> _Task instructions_:
Please copy out every line in the records below that includes the word "StartAborted".

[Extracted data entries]

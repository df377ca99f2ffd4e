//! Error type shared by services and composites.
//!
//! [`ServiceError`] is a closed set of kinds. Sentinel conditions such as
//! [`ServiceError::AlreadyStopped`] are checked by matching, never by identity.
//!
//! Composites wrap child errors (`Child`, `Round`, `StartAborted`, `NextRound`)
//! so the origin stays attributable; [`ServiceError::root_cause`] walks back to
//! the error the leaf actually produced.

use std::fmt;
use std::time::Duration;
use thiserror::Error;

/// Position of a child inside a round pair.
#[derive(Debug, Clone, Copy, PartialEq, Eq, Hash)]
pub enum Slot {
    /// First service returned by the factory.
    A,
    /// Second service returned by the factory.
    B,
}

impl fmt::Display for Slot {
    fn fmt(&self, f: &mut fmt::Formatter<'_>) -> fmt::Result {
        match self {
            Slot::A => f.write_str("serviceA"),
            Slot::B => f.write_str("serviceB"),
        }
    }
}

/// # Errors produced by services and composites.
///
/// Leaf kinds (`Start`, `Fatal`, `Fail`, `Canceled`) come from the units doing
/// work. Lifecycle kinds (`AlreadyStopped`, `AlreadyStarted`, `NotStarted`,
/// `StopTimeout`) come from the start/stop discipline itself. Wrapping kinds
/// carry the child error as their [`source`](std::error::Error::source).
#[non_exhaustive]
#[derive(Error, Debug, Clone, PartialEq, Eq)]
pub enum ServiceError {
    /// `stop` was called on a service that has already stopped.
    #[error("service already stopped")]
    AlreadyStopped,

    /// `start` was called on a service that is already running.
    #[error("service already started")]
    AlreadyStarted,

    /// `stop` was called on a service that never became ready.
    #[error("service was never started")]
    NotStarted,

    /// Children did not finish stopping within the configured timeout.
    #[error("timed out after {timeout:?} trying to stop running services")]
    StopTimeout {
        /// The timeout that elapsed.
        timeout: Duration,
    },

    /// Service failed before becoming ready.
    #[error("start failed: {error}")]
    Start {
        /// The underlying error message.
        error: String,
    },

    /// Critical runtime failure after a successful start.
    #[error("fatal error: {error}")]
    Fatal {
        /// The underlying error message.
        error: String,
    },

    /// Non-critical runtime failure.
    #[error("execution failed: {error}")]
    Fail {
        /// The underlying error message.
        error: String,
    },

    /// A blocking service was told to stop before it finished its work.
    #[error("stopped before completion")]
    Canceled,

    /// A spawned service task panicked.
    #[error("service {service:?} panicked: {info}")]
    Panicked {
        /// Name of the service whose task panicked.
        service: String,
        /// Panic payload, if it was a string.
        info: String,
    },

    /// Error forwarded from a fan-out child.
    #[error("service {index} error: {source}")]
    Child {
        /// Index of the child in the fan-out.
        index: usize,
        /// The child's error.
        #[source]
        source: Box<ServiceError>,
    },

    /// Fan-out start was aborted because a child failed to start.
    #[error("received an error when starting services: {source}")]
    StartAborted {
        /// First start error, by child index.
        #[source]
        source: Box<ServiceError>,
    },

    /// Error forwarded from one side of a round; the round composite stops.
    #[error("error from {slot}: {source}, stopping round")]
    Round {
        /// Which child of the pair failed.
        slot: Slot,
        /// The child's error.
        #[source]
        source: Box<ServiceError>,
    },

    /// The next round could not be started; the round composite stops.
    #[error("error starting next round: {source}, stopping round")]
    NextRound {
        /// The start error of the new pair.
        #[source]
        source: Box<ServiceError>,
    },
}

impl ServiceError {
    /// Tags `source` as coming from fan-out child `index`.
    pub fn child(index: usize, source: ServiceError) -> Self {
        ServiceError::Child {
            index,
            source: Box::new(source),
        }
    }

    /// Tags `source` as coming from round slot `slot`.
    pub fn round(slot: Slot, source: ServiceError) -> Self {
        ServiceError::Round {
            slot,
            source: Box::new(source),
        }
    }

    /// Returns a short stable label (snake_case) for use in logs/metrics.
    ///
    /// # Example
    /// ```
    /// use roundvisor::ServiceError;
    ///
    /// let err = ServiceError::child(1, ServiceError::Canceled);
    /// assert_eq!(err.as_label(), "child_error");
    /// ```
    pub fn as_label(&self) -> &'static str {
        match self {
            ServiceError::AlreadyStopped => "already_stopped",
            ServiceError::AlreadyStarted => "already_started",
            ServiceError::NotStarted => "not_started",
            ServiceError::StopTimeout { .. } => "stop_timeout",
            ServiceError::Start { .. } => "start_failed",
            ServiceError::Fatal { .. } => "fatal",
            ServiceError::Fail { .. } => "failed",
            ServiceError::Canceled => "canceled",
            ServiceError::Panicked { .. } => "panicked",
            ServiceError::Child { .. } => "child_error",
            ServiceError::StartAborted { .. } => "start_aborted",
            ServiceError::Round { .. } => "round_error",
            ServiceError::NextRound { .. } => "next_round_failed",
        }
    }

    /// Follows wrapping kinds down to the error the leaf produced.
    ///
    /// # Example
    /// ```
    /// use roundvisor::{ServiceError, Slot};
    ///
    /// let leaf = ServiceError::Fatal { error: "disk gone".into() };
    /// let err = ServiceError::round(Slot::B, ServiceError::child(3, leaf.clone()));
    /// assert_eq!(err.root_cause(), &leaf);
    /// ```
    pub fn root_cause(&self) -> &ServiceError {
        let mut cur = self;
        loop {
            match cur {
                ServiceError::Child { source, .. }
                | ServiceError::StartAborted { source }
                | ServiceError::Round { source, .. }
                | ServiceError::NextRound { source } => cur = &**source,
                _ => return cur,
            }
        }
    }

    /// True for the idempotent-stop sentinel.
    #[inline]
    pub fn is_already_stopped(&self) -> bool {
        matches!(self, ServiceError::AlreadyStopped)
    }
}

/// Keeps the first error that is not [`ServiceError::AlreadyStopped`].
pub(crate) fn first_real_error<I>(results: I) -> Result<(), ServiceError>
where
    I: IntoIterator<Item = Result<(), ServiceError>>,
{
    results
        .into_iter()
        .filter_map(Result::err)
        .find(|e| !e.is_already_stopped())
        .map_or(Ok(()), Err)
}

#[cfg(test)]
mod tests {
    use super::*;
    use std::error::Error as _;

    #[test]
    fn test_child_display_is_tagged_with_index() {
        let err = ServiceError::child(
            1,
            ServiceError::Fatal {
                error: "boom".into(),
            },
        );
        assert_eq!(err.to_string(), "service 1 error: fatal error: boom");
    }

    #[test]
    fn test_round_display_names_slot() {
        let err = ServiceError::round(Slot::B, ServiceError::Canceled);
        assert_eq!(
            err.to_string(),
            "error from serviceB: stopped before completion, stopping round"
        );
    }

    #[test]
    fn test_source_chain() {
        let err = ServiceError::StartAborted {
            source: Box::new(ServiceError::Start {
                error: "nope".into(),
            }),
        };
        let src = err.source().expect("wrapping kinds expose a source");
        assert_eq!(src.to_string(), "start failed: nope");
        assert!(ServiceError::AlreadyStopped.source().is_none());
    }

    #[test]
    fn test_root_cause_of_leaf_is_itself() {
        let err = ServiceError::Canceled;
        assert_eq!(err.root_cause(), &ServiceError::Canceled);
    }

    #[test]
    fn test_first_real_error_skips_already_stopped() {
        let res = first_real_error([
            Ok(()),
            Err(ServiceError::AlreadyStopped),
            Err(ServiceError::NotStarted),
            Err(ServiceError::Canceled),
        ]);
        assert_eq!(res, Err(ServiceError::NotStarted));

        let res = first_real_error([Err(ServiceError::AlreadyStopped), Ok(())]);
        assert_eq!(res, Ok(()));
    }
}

> _Task answer_:
//! Composites wrap child errors (`Child`, `Round`, `StartAborted`, `NextRound`)
    StartAborted {
            ServiceError::StartAborted { .. } => "start_aborted",
                | ServiceError::StartAborted { source }
        let err = ServiceError::StartAborted {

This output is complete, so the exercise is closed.